_Brief_: Up through the line that contains "pub const MIN_STEPS: usize = 50;", retype the entries exactly, beginning at the very first line.

_Excerpted data_:
◆ ◆ ◆

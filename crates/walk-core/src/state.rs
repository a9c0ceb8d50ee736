/// Per-session memory of the last random seed.
#[derive(Debug, Clone, Copy, PartialEq, Eq, Default)]
pub struct SeedCache {
    seed: Option<u32>,
}

impl SeedCache {
    pub fn new() -> Self {
        Self::default()
    }

    pub fn seed(&self) -> Option<u32> {
        self.seed
    }

    pub fn store(&mut self, seed: u32) {
        self.seed = Some(seed);
    }

    pub fn is_empty(&self) -> bool {
        self.seed.is_none()
    }
}
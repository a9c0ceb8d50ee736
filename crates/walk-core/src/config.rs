use serde::Serialize;

pub const MIN_STEPS: usize = 50;
pub const MAX_STEPS: usize = 500;
pub const DEFAULT_STEPS: usize = 150;
pub const FIXED_SEED: u32 = 42;

#[derive(Debug, Clone, Copy, PartialEq, Eq, Serialize)]
pub struct WalkConfig {
    pub min_steps: usize,
    pub max_steps: usize,
    pub default_steps: usize,
    pub fixed_seed: u32,
}

impl Default for WalkConfig {
    fn default() -> Self {
        Self {
            min_steps: MIN_STEPS,
            max_steps: MAX_STEPS,
            default_steps: DEFAULT_STEPS,
            fixed_seed: FIXED_SEED,
        }
    }
}

impl WalkConfig {
    pub fn contains(&self, step_count: usize) -> bool {
        (self.min_steps..=self.max_steps).contains(&step_count)
    }
}
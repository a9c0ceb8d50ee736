pub mod error;
pub mod routes;
pub mod state;

use axum::Router;

pub use state::AppState;

pub fn app() -> Router {
    app_with_state(AppState::default())
}

pub fn app_with_state(state: AppState) -> Router {
    routes::router(state)
}
use axum::{
    extract::{
        rejection::{JsonRejection, PathRejection},
        Path, State,
    },
    http::{header, StatusCode},
    response::IntoResponse,
    routing::{delete, get, post},
    Json, Router,
};
use serde::{Deserialize, Serialize};
use ui::Profile;
use walk_core::{SeedMode, SimulationRequest, WalkConfig, WalkMetrics, WalkPath, DEFAULT_STEPS};

use crate::{error::ApiError, state::AppState};

pub fn router(state: AppState) -> Router {
    Router::new()
        .route("/sessions", post(create_session))
        .route("/sessions/:session_id", delete(end_session))
        .route("/sessions/:session_id/walk", post(run_walk))
        .route("/walk/config", get(walk_config))
        .route("/profile", get(profile))
        .with_state(state)
}

#[derive(Debug, Serialize)]
struct CreateSessionResponse {
    session_id: u64,
}

#[derive(Debug, Deserialize)]
struct WalkRequestBody {
    #[serde(default = "default_step_count")]
    step_count: usize,
    #[serde(default)]
    seed_mode: SeedMode,
    #[serde(default)]
    regenerate: bool,
}

fn default_step_count() -> usize {
    DEFAULT_STEPS
}

#[derive(Debug, Serialize)]
struct WalkResponse {
    session_id: u64,
    seed: u32,
    seed_mode: SeedMode,
    step_count: usize,
    path: WalkPath,
    metrics: WalkMetrics,
}

async fn create_session(State(state): State<AppState>) -> Result<impl IntoResponse, ApiError> {
    let session_id = state.create_session()?;
    let location = format!("/sessions/{session_id}");

    Ok((
        StatusCode::CREATED,
        [(header::LOCATION, location)],
        Json(CreateSessionResponse { session_id }),
    ))
}

async fn end_session(
    State(state): State<AppState>,
    session_id: Result<Path<u64>, PathRejection>,
) -> Result<StatusCode, ApiError> {
    let Path(session_id) = session_id?;
    state.end_session(session_id)?;
    Ok(StatusCode::NO_CONTENT)
}

async fn run_walk(
    State(state): State<AppState>,
    session_id: Result<Path<u64>, PathRejection>,
    body: Result<Json<WalkRequestBody>, JsonRejection>,
) -> Result<Json<WalkResponse>, ApiError> {
    let Path(session_id) = session_id?;
    let Json(body) = body?;
    let request = SimulationRequest::new(body.step_count, body.seed_mode, body.regenerate)?;
    let outcome = state.run_walk(session_id, &request)?;

    Ok(Json(WalkResponse {
        session_id,
        seed: outcome.seed,
        seed_mode: outcome.seed_mode,
        step_count: request.step_count(),
        path: outcome.path,
        metrics: outcome.metrics,
    }))
}

async fn walk_config(State(state): State<AppState>) -> Json<WalkConfig> {
    Json(state.walk_config())
}

async fn profile(State(state): State<AppState>) -> Json<Profile> {
    Json(state.profile().clone())
}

◆ ◆ ◆

_Worked solution_:
filename crates/walk-core/src/state.rs
repository a9c0ceb8d50ee736
/// Per-session memory of the last random seed.
#[derive(Debug, Clone, Copy, PartialEq, Eq, Default)]
pub struct SeedCache {
    seed: Option<u32>,
}

impl SeedCache {
    pub fn new() -> Self {
        Self::default()
    }

    pub fn seed(&self) -> Option<u32> {
        self.seed
    }

    pub fn store(&mut self, seed: u32) {
        self.seed = Some(seed);
    }

    pub fn is_empty(&self) -> bool {
        self.seed.is_none()
    }
}
repository a9c0ceb8d50ee736
filename crates/walk-core/src/config.rs
use serde::Serialize;

pub const MIN_STEPS: usize = 50;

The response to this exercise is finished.